## Your goal:
Set down, word for word, the stretch of lines from the one containing "pub fn anomalous_indices(&self)" to the end of the records below.
··· Information shown ···
//! Basic example demonstrating window anomaly detection
//!
//! Run with: cargo run --example basic -p window-anomaly

use tracing_subscriber::{layer::SubscriberExt, util::SubscriberInitExt};
use window_anomaly::{
    BoundaryPolicy, DetectorConfig, FnReconstructor, Reconstructor, Series, WindowAnomalyDetector,
};

/// Stand-in for a trained model that only reproduces the normal range.
fn bounded_model() -> impl Reconstructor {
    FnReconstructor::new(|row: &[f64]| row.iter().map(|v| v.clamp(-2.0, 2.0)).collect())
}

fn main() -> Result<(), Box<dyn std::error::Error>> {
    tracing_subscriber::registry()
        .with(tracing_subscriber::fmt::layer())
        .with(
            tracing_subscriber::EnvFilter::try_from_default_env()
                .unwrap_or_else(|_| "window_anomaly_core=info".into()),
        )
        .init();

    println!("=== window-anomaly Basic Example ===\n");

    // Four days of five-minute samples, one period per day
    let normal: Vec<f64> = (0..1_152)
        .map(|i| 20.0 + 5.0 * (2.0 * std::f64::consts::PI * i as f64 / 288.0).sin())
        .collect();
    let mut with_anomaly = normal.clone();
    for v in &mut with_anomaly[600..640] {
        *v += 25.0;
    }

    let training = Series::from_regular(1_388_534_400, 300, normal)?;
    let test = Series::from_regular(1_388_534_400, 300, with_anomaly)?;

    for boundary in [BoundaryPolicy::Clamped, BoundaryPolicy::InteriorOnly] {
        let config = DetectorConfig::new(288)
            .with_boundary(boundary)
            .with_parallel(true);
        let fitted = WindowAnomalyDetector::new(config, bounded_model())?.fit(&training)?;
        let report = fitted.detect(&test)?;

        println!("Boundary policy: {:?}", boundary);
        println!("   Threshold: {:.4}", report.threshold.value());
        println!("   Flagged windows: {}", report.flagged_window_count());
        println!("   Anomalous points: {}", report.anomaly_count());
        println!("   Unevaluated points: {}", report.unevaluated_count());

        let points = report.anomalous_points(&test);
        if let (Some(first), Some(last)) = (points.first(), points.last()) {
            println!("   First anomaly: t={} value={:.2}", first.timestamp, first.value);
            println!("   Last anomaly:  t={} value={:.2}", last.timestamp, last.value);
        }
        println!();
    }

    println!("=== Example Complete ===");
    Ok(())
}
//! Point-level labels.

use serde::{Deserialize, Serialize};

/// Anomaly decision for one series index.
///
/// `Unevaluated` marks indices the boundary policy chose not to judge. It is
/// distinct from `Normal`.
#[derive(Debug, Clone, Copy, PartialEq, Eq, Hash, Serialize, Deserialize)]
#[serde(rename_all = "snake_case")]
pub enum PointLabel {
    Anomalous,
    Normal,
    Unevaluated,
}

impl PointLabel {
    pub fn is_anomalous(&self) -> bool {
        matches!(self, PointLabel::Anomalous)
    }

    pub fn is_evaluated(&self) -> bool {
        !matches!(self, PointLabel::Unevaluated)
    }
}
//! Detection result types.

use serde::{Deserialize, Serialize};

use super::{PointLabel, Series, Threshold, TimePoint, WindowScore};

/// Outcome of scoring and labelling one evaluation series.
#[derive(Debug, Clone, PartialEq, Serialize, Deserialize)]
pub struct DetectionReport {
    /// Threshold the window scores were compared against.
    pub threshold: Threshold,
    /// Window length used for scoring.
    pub window_length: usize,
    /// Timestamps of the evaluated series, one per point.
    pub timestamps: Vec<i64>,
    /// Reconstruction error per window, ordered by start index.
    pub window_scores: Vec<WindowScore>,
    /// `score > threshold` per window, ordered by start index.
    pub window_flags: Vec<bool>,
    /// Label per series index.
    pub point_labels: Vec<PointLabel>,
}

impl DetectionReport {
    /// Indices labelled anomalous, increasing and without duplicates.
    pub fn anomalous_indices(&self) -> Vec<usize> {
        self.point_labels
            .iter()
            .enumerate()
            .filter_map(|(i, label)| if label.is_anomalous() { Some(i) } else { None })
            .collect()
    }

    /// Timestamps of the anomalous indices.
    pub fn anomalous_timestamps(&self) -> Vec<i64> {
        self.anomalous_indices()
            .into_iter()
            .filter_map(|i| self.timestamps.get(i).copied())
            .collect()
    }

    /// Raw points of `series` at the anomalous indices.
    ///
    /// `series` is expected to be the raw series this report was produced from.
    pub fn anomalous_points(&self, series: &Series) -> Vec<TimePoint> {
        self.anomalous_indices()
            .into_iter()
            .filter_map(|i| series.get(i))
            .collect()
    }

    pub fn anomaly_count(&self) -> usize {
        self.point_labels.iter().filter(|l| l.is_anomalous()).count()
    }

    pub fn flagged_window_count(&self) -> usize {
        self.window_flags.iter().filter(|&&f| f).count()
    }

    pub fn unevaluated_count(&self) -> usize {
        self.point_labels.iter().filter(|l| !l.is_evaluated()).count()
    }
}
···
## Response:
    pub fn anomalous_indices(&self) -> Vec<usize> {
        self.point_labels
            .iter()
            .enumerate()
            .filter_map(|(i, label)| if label.is_anomalous() { Some(i) } else { None })
            .collect()
    }

    /// Timestamps of the anomalous indices.
    pub fn anomalous_timestamps(&self) -> Vec<i64> {
        self.anomalous_indices()
            .into_iter()
            .filter_map(|i| self.timestamps.get(i).copied())
            .collect()
    }

    /// Raw points of `series` at the anomalous indices.
    ///
    /// `series` is expected to be the raw series this report was produced from.
    pub fn anomalous_points(&self, series: &Series) -> Vec<TimePoint> {
        self.anomalous_indices()
            .into_iter()
            .filter_map(|i| series.get(i))
            .collect()
    }

    pub fn anomaly_count(&self) -> usize {
        self.point_labels.iter().filter(|l| l.is_anomalous()).count()
    }

    pub fn flagged_window_count(&self) -> usize {
        self.window_flags.iter().filter(|&&f| f).count()
    }

    pub fn unevaluated_count(&self) -> usize {
        self.point_labels.iter().filter(|l| !l.is_evaluated()).count()
    }
}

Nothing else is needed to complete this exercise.